As Hankinson says: “On its own, data lineage has a relatively low value. The benefit is in improving the reliability of data for the business. Think about the value of sustaining data lineage. If you make it easy by making a portal for the data and allowing the business to access reports that are now governed, there are significant operational efficiencies to the organisation. You can ingest separate data sources and combine them, and that’s an important part of making data lineage and data governance sustainable, and also valuable.”
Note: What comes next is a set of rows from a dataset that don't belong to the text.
//! Scripted transport for tests
//!
//! Responses are served from a FIFO queue; when the queue is empty the
//! fallback response (if any) is used. Every request is recorded so tests
//! can assert on URLs, headers and bodies.

use std::collections::VecDeque;
use std::sync::{Arc, Mutex, PoisonError};
use std::time::Duration;

use async_trait::async_trait;

use super::transport::{HttpRequest, HttpTransport, TransportError, TransportResponse};

type Scripted = Result<TransportResponse, TransportError>;

#[derive(Clone, Default)]
pub struct MockTransport {
    queue: Arc<Mutex<VecDeque<Scripted>>>,
    fallback: Arc<Mutex<Option<Scripted>>>,
    requests: Arc<Mutex<Vec<HttpRequest>>>,
    delay: Duration,
}

impl MockTransport {
    pub fn new() -> Self {
        Self::default()
    }

    /// Always answer with `status` and `body`
    pub fn respond(status: u16, body: impl Into<Vec<u8>>) -> Self {
        let mock = Self::new();
        mock.set_fallback(Ok(TransportResponse::Http {
            status,
            body: body.into(),
        }));
        mock
    }

    /// Always answer with `status` and a JSON body
    pub fn json(status: u16, value: &serde_json::Value) -> Self {
        Self::respond(status, value.to_string())
    }

    /// Always fail at the transport level
    pub fn failing(error: TransportError) -> Self {
        let mock = Self::new();
        mock.set_fallback(Err(error));
        mock
    }

    pub fn with_delay(mut self, delay: Duration) -> Self {
        self.delay = delay;
        self
    }

    pub fn enqueue(&self, response: Scripted) {
        lock(&self.queue).push_back(response);
    }

    pub fn set_fallback(&self, response: Scripted) {
        *lock(&self.fallback) = Some(response);
    }

    pub fn requests(&self) -> Vec<HttpRequest> {
        lock(&self.requests).clone()
    }

    pub fn call_count(&self) -> usize {
        lock(&self.requests).len()
    }
}

#[async_trait]
impl HttpTransport for MockTransport {
    async fn execute(&self, request: HttpRequest) -> Result<TransportResponse, TransportError> {
        lock(&self.requests).push(request);

        if !self.delay.is_zero() {
            tokio::time::sleep(self.delay).await;
        }

        let scripted = lock(&self.queue).pop_front();
        match scripted {
            Some(response) => response,
            None => lock(&self.fallback)
                .clone()
                .unwrap_or_else(|| Err(TransportError::Other("no scripted response".to_string()))),
        }
    }

    fn name(&self) -> &str {
        "mock"
    }
}

fn lock<T>(mutex: &Mutex<T>) -> std::sync::MutexGuard<'_, T> {
    mutex.lock().unwrap_or_else(PoisonError::into_inner)
}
In terms of regulatory benefits, he says: “If new regulations come in, there is significant overlap in the data being governed if it comes from a platform that cuts across silos. So instead of AML documentation being in Excel or in a SharePoint silo, and the CCAR team having its documentation on a different SharePoint site, you bring that together. Then, with new regulation you can establish what part of the data is already being governed and documented by another regulation. That’s a significant opportunity to reduce duplication of effort.”
As organisations work to realise the benefits of data lineage, one positive highlighted by Habas is the improving level and accessibility of automated data lineage tools: “There are more systems integrators offering lineage as a service, and platforms are getting easier to implement.” Such advances will be well received by financial organisations seeking a solution to the death-and-taxes-like certainty of yet more regulation.
How to get the most out of data lineage
- Let your most important data – to the business and regulators – drive the project
- Initially, prioritise this data only, to get a quick win and business buy-in
- Use automated tools to capture data lineage
- Data lineage is an ongoing, not one-off, effort
- Create a sustained data lineage and governance framework to track changes to data
- Establish which departments will access data lineage and how they will use it.